'18年W杯で4位、'21年EUROで準優勝と頂へ迫っていたイングランドが、大きく膨らんだ期待に応えることなく準々決勝で姿を消した。前回王者と渡り合いハイパフォーマンスを演じた彼らの評価はいかに。
残酷な幕切れだった。世界王者フランスと互角に戦い、後半終盤にハリー・ケインがこの日2本目のPKを決めていれば、勝負は延長に持ち込まれていたはずだ。しかし主将の腕章を巻いたエースが蹴ったボールは、ユーゴ・ロリスの守るゴールのバーの上を大きく越えていった。

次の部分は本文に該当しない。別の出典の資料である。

//! Static description of the star and its planets.
//!
//! The catalog is validated once at construction and never mutated afterwards.
//! Planet data follows the orrery's built-in solar system: distances and
//! speeds are scene units, not astronomical ones.

use serde::{Deserialize, Serialize};
use std::collections::HashSet;
use std::fmt;

use crate::error::{CatalogError, CatalogResult};

/// Eccentricity used for every built-in planet.
pub const DEFAULT_ECCENTRICITY: f32 = 0.0167;
/// Visual sphere radius of a planet.
pub const PLANET_RADIUS: f32 = 0.5;
/// Visual sphere radius of the star.
pub const STAR_RADIUS: f32 = 3.0;

/// Stable body name, unique within a catalog.
#[derive(Debug, Clone, PartialEq, Eq, Hash, PartialOrd, Ord, Serialize, Deserialize)]
#[serde(transparent)]
pub struct BodyId(String);

impl BodyId {
    pub fn new(id: impl Into<String>) -> Self {
        Self(id.into())
    }

    pub fn as_str(&self) -> &str {
        &self.0
    }
}

impl From<&str> for BodyId {
    fn from(id: &str) -> Self {
        Self(id.to_string())
    }
}

impl fmt::Display for BodyId {
    fn fmt(&self, f: &mut fmt::Formatter<'_>) -> fmt::Result {
        f.write_str(&self.0)
    }
}

/// Read-only metadata for the info panel.
#[derive(Debug, Clone, Default, PartialEq, Serialize, Deserialize)]
#[serde(default)]
pub struct BodyInfo {
    /// Orbital period in Earth days (0 for the star).
    pub year_length_days: f64,
    pub mass_kg: f64,
    pub radius_km: f64,
    /// Surface gravity in m/s².
    pub gravity: f32,
    pub satellites: Vec<String>,
    pub description: String,
}

/// One catalog entry.
#[derive(Debug, Clone, PartialEq, Serialize, Deserialize)]
pub struct BodyDescriptor {
    pub id: BodyId,
    /// Orbital radius at zero eccentricity.
    #[serde(default)]
    pub mean_distance: f32,
    /// Radians of orbital angle per simulated second.
    #[serde(default)]
    pub angular_speed: f32,
    #[serde(default = "default_eccentricity")]
    pub eccentricity: f32,
    /// Visual sphere radius, also used as the pick radius.
    #[serde(default = "default_radius")]
    pub radius: f32,
    #[serde(default)]
    pub has_ring: bool,
    #[serde(default)]
    pub has_moon: bool,
    #[serde(default)]
    pub info: BodyInfo,
}

fn default_eccentricity() -> f32 {
    DEFAULT_ECCENTRICITY
}
fn default_radius() -> f32 {
    PLANET_RADIUS
}

impl BodyDescriptor {
    /// Planet with the default eccentricity and radius.
    pub fn planet(id: &str, mean_distance: f32, angular_speed: f32) -> Self {
        Self {
            id: BodyId::from(id),
            mean_distance,
            angular_speed,
            eccentricity: DEFAULT_ECCENTRICITY,
            radius: PLANET_RADIUS,
            has_ring: false,
            has_moon: false,
            info: BodyInfo::default(),
        }
    }

    /// Immobile star at the origin.
    pub fn star(id: &str) -> Self {
        Self {
            id: BodyId::from(id),
            mean_distance: 0.0,
            angular_speed: 0.0,
            eccentricity: 0.0,
            radius: STAR_RADIUS,
            has_ring: false,
            has_moon: false,
            info: BodyInfo::default(),
        }
    }

    pub fn with_ring(mut self) -> Self {
        self.has_ring = true;
        self
    }

    pub fn with_moon(mut self) -> Self {
        self.has_moon = true;
        self
    }

    pub fn with_eccentricity(mut self, eccentricity: f32) -> Self {
        self.eccentricity = eccentricity;
        self
    }

    pub fn with_info(mut self, info: BodyInfo) -> Self {
        self.info = info;
        self
    }

    fn validate_common(&self) -> CatalogResult<()> {
        if self.id.as_str().trim().is_empty() {
            return Err(CatalogError::EmptyId);
        }
        if !self.radius.is_finite() || self.radius <= 0.0 {
            return Err(CatalogError::InvalidRadius {
                id: self.id.to_string(),
                radius: self.radius,
            });
        }
        Ok(())
    }

    fn validate_star(&self) -> CatalogResult<()> {
        self.validate_common()?;
        if self.mean_distance != 0.0 {
            return Err(CatalogError::StarNotAtOrigin {
                id: self.id.to_string(),
                distance: self.mean_distance,
            });
        }
        Ok(())
    }

    fn validate_planet(&self) -> CatalogResult<()> {
        self.validate_common()?;
        let id = || self.id.to_string();
        if !self.mean_distance.is_finite() || self.mean_distance <= 0.0 {
            return Err(CatalogError::InvalidDistance { id: id(), distance: self.mean_distance });
        }
        if !self.angular_speed.is_finite() || self.angular_speed <= 0.0 {
            return Err(CatalogError::InvalidAngularSpeed { id: id(), speed: self.angular_speed });
        }
        if !(0.0..1.0).contains(&self.eccentricity) {
            return Err(CatalogError::InvalidEccentricity { id: id(), eccentricity: self.eccentricity });
        }
        Ok(())
    }
}

/// On-disk catalog layout (RON).
#[derive(Debug, Deserialize)]
struct CatalogFile {
    star: BodyDescriptor,
    planets: Vec<BodyDescriptor>,
}

/// Validated star + planets.
#[derive(Debug, Clone)]
pub struct BodyCatalog {
    star: BodyDescriptor,
    planets: Vec<BodyDescriptor>,
}

impl BodyCatalog {
    /// Validate and build a catalog. Any malformed entry rejects the whole catalog.
    pub fn new(star: BodyDescriptor, planets: Vec<BodyDescriptor>) -> CatalogResult<Self> {
        star.validate_star()?;
        let mut seen = HashSet::new();
        seen.insert(star.id.clone());
        for planet in &planets {
            planet.validate_planet()?;
            if !seen.insert(planet.id.clone()) {
                return Err(CatalogError::DuplicateId(planet.id.to_string()));
            }
        }
        Ok(Self { star, planets })
    }

    /// Re-run validation on an already assembled catalog.
    pub fn validated(self) -> CatalogResult<Self> {
        Self::new(self.star, self.planets)
    }

    /// Parse and validate a RON catalog of the form `(star: (...), planets: [...])`.
    pub fn from_ron_str(source: &str) -> CatalogResult<Self> {
        let file: CatalogFile = ron::from_str(source)?;
        Self::new(file.star, file.planets)
    }

    pub fn star(&self) -> &BodyDescriptor {
        &self.star
    }

    pub fn star_id(&self) -> &BodyId {
        &self.star.id
    }

    pub fn planets(&self) -> &[BodyDescriptor] {
        &self.planets
    }

    /// Star first, then planets in catalog order.
    pub fn iter(&self) -> impl Iterator<Item = &BodyDescriptor> {
        std::iter::once(&self.star).chain(self.planets.iter())
    }

    pub fn get(&self, id: &BodyId) -> Option<&BodyDescriptor> {
        self.iter().find(|body| &body.id == id)
    }

    pub fn contains(&self, id: &BodyId) -> bool {
        self.get(id).is_some()
    }

    /// Number of bodies including the star. Never zero.
    pub fn body_count(&self) -> usize {
        self.planets.len() + 1
    }

    /// The built-in sun and eight planets.
    pub fn solar_system() -> Self {
        let info = |year: f64, mass: f64, radius: f64, gravity: f32, satellites: &[&str], description: &str| BodyInfo {
            year_length_days: year,
            mass_kg: mass,
            radius_km: radius,
            gravity,
            satellites: satellites.iter().map(|s| s.to_string()).collect(),
            description: description.to_string(),
        };

        let star = BodyDescriptor::star("Sun").with_info(info(
            0.0,
            1.989e30,
            696_340.0,
            274.0,
            &[],
            "The Sun is the star at the center of the Solar System. It is a nearly perfect sphere of hot plasma, and it provides light and heat to the planets in the solar system.",
        ));

        let planets = vec![
            BodyDescriptor::planet("Earth", 8.0, 0.02).with_moon().with_info(info(
                365.0, 5.972e24, 6371.0, 9.8, &["Moon"],
                "Earth is the third planet from the Sun and the only astronomical object known to harbor life. Approximately 71% of its surface is covered by water.",
            )),
            BodyDescriptor::planet("Mercury", 5.0, 0.04).with_info(info(
                88.0, 3.285e23, 2439.7, 3.7, &[],
                "Mercury is the smallest planet in the Solar System and the closest to the Sun. Its thin atmosphere leads to extreme temperature swings.",
            )),
            BodyDescriptor::planet("Venus", 6.5, 0.015).with_info(info(
                225.0, 4.867e24, 6051.8, 8.87, &[],
                "Venus has a thick, toxic atmosphere of carbon dioxide and sulfuric acid clouds, making it the hottest planet in the Solar System.",
            )),
            BodyDescriptor::planet("Mars", 10.0, 0.01).with_info(info(
                687.0, 6.39e23, 3389.5, 3.71, &["Phobos", "Deimos"],
                "Mars is the fourth planet from the Sun, called the Red Planet for the iron oxide on its surface. It hosts Olympus Mons and Valles Marineris.",
            )),
            BodyDescriptor::planet("Jupiter", 14.0, 0.008).with_info(info(
                4333.0, 1.898e27, 69911.0, 24.79, &["Io", "Europa", "Ganymede", "Callisto"],
                "Jupiter is the largest planet in the Solar System, a gas giant known for its Great Red Spot, a storm raging for hundreds of years.",
            )),
            BodyDescriptor::planet("Saturn", 18.0, 0.007).with_ring().with_info(info(
                10759.0, 5.683e26, 58232.0, 10.44, &["Titan", "Enceladus", "Rhea", "Iapetus"],
                "Saturn is best known for its extensive ring system of ice and rock particles. Its moon Titan has lakes of liquid methane.",
            )),
            BodyDescriptor::planet("Uranus", 22.0, 0.005).with_ring().with_info(info(
                30687.0, 8.681e25, 25362.0, 8.69, &["Miranda", "Ariel", "Umbriel", "Titania", "Oberon"],
                "Uranus rotates on its side, its axis nearly parallel to the plane of the Solar System, giving it extreme seasons.",
            )),
            BodyDescriptor::planet("Neptune", 26.0, 0.004).with_info(info(
                60190.0, 1.024e26, 24622.0, 11.15, &["Triton", "Proteus", "Nereid"],
                "Neptune is the farthest known planet from the Sun, with the strongest winds in the Solar System. Its moon Triton orbits retrograde.",
            )),
        ];

        Self { star, planets }
    }
}

#[cfg(test)]
mod tests {
    use super::*;

    #[test]
    fn solar_system_is_valid() {
        let catalog = BodyCatalog::solar_system().validated().unwrap();
        assert_eq!(catalog.body_count(), 9);
        assert_eq!(catalog.star_id().as_str(), "Sun");
    }

    #[test]
    fn solar_system_capabilities() {
        let catalog = BodyCatalog::solar_system();
        let with_moon: Vec<_> = catalog.planets().iter().filter(|p| p.has_moon).map(|p| p.id.as_str()).collect();
        let with_ring: Vec<_> = catalog.planets().iter().filter(|p| p.has_ring).map(|p| p.id.as_str()).collect();
        assert_eq!(with_moon, ["Earth"]);
        assert_eq!(with_ring, ["Saturn", "Uranus"]);
    }

    #[test]
    fn rejects_duplicate_ids() {
        let err = BodyCatalog::new(
            BodyDescriptor::star("Sun"),
            vec![BodyDescriptor::planet("Mars", 10.0, 0.01), BodyDescriptor::planet("Mars", 12.0, 0.01)],
        )
        .unwrap_err();
        assert!(matches!(err, CatalogError::DuplicateId(id) if id == "Mars"));
    }

    #[test]
    fn rejects_planet_sharing_star_id() {
        let err = BodyCatalog::new(BodyDescriptor::star("Sun"), vec![BodyDescriptor::planet("Sun", 3.0, 0.1)]).unwrap_err();
        assert!(matches!(err, CatalogError::DuplicateId(_)));
    }

    #[test]
    fn rejects_negative_distance() {
        let err = BodyCatalog::new(BodyDescriptor::star("Sun"), vec![BodyDescriptor::planet("Mars", -1.0, 0.01)]).unwrap_err();
        assert!(matches!(err, CatalogError::InvalidDistance { .. }));
    }

    #[test]
    fn rejects_bad_eccentricity_and_speed() {
        let ecc = BodyDescriptor::planet("Mars", 10.0, 0.01).with_eccentricity(1.0);
        assert!(matches!(
            BodyCatalog::new(BodyDescriptor::star("Sun"), vec![ecc]).unwrap_err(),
            CatalogError::InvalidEccentricity { .. }
        ));
        let speed = BodyDescriptor::planet("Mars", 10.0, 0.0);
        assert!(matches!(
            BodyCatalog::new(BodyDescriptor::star("Sun"), vec![speed]).unwrap_err(),
            CatalogError::InvalidAngularSpeed { .. }
        ));
    }

    #[test]
    fn rejects_star_off_origin() {
        let mut star = BodyDescriptor::star("Sun");
        star.mean_distance = 2.0;
        assert!(matches!(BodyCatalog::new(star, vec![]).unwrap_err(), CatalogError::StarNotAtOrigin { .. }));
    }

    #[test]
    fn rejects_empty_id() {
        let err = BodyCatalog::new(BodyDescriptor::star("  "), vec![]).unwrap_err();
        assert!(matches!(err, CatalogError::EmptyId));
    }

    #[test]
    fn parses_ron_with_defaults() {
        let source = r#"(
            star: (id: "Sol", radius: 3.0),
            planets: [
                (id: "Terra", mean_distance: 8.0, angular_speed: 0.02, has_moon: true),
                (id: "Ringed", mean_distance: 18.0, angular_speed: 0.007, has_ring: true, eccentricity: 0.05),
            ],
        )"#;
        let catalog = BodyCatalog::from_ron_str(source).unwrap();
        assert_eq!(catalog.body_count(), 3);
        let terra = catalog.get(&BodyId::from("Terra")).unwrap();
        assert_eq!(terra.eccentricity, DEFAULT_ECCENTRICITY);
        assert_eq!(terra.radius, PLANET_RADIUS);
        assert!(terra.has_moon);
    }

    #[test]
    fn ron_catalog_is_validated() {
        let source = r#"(star: (id: "Sol"), planets: [(id: "Bad", mean_distance: 0.0, angular_speed: 0.1)])"#;
        assert!(matches!(BodyCatalog::from_ron_str(source).unwrap_err(), CatalogError::InvalidDistance { .. }));
        assert!(matches!(BodyCatalog::from_ron_str("(star: ").unwrap_err(), CatalogError::Parse(_)));
    }
}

残されたわずかな時間でスコアは動かず、今大会最後の準々決勝はフランスの1-2の勝利で終わった。笛が鳴った時、ケインは上空を見上げた。あのPKが成功していれば、彼はイングランド代表で単独の最多得点者になっていたが、そんなことは考えていなかっただろう。長く牽引してきたスリーライオンズをまたしても栄光に導けなかった現実に打ちひしがれ、アラブの虚空に何を見ていたか。そっぽを向いた勝負の女神か、それとも強すぎた相手か。
ガレス・サウスゲイト監督も現役時代に、代表戦の重要なPKを失敗している――EURO96のドイツとの準決勝のPK戦だ。昨年のEUROでPK戦の末にイタリアに敗れた決勝も含め、イングランドはまたもスポットキックの行方に涙を飲んだ。
2013年にFA(イングランド協会)のグレッグ・ダイク会長(当時)が'22年W杯で優勝することを目標に定めてから、代表は目覚ましい足取りを見せてきた。同じ年にU-21代表監督としてFAと契約を結んだサウスゲイト監督が3年後にA代表の指揮を執り始めてからは、'18年W杯で4位、'21年のEUROで準優勝と、究極のタイトルへ順調に近づいているように思えた。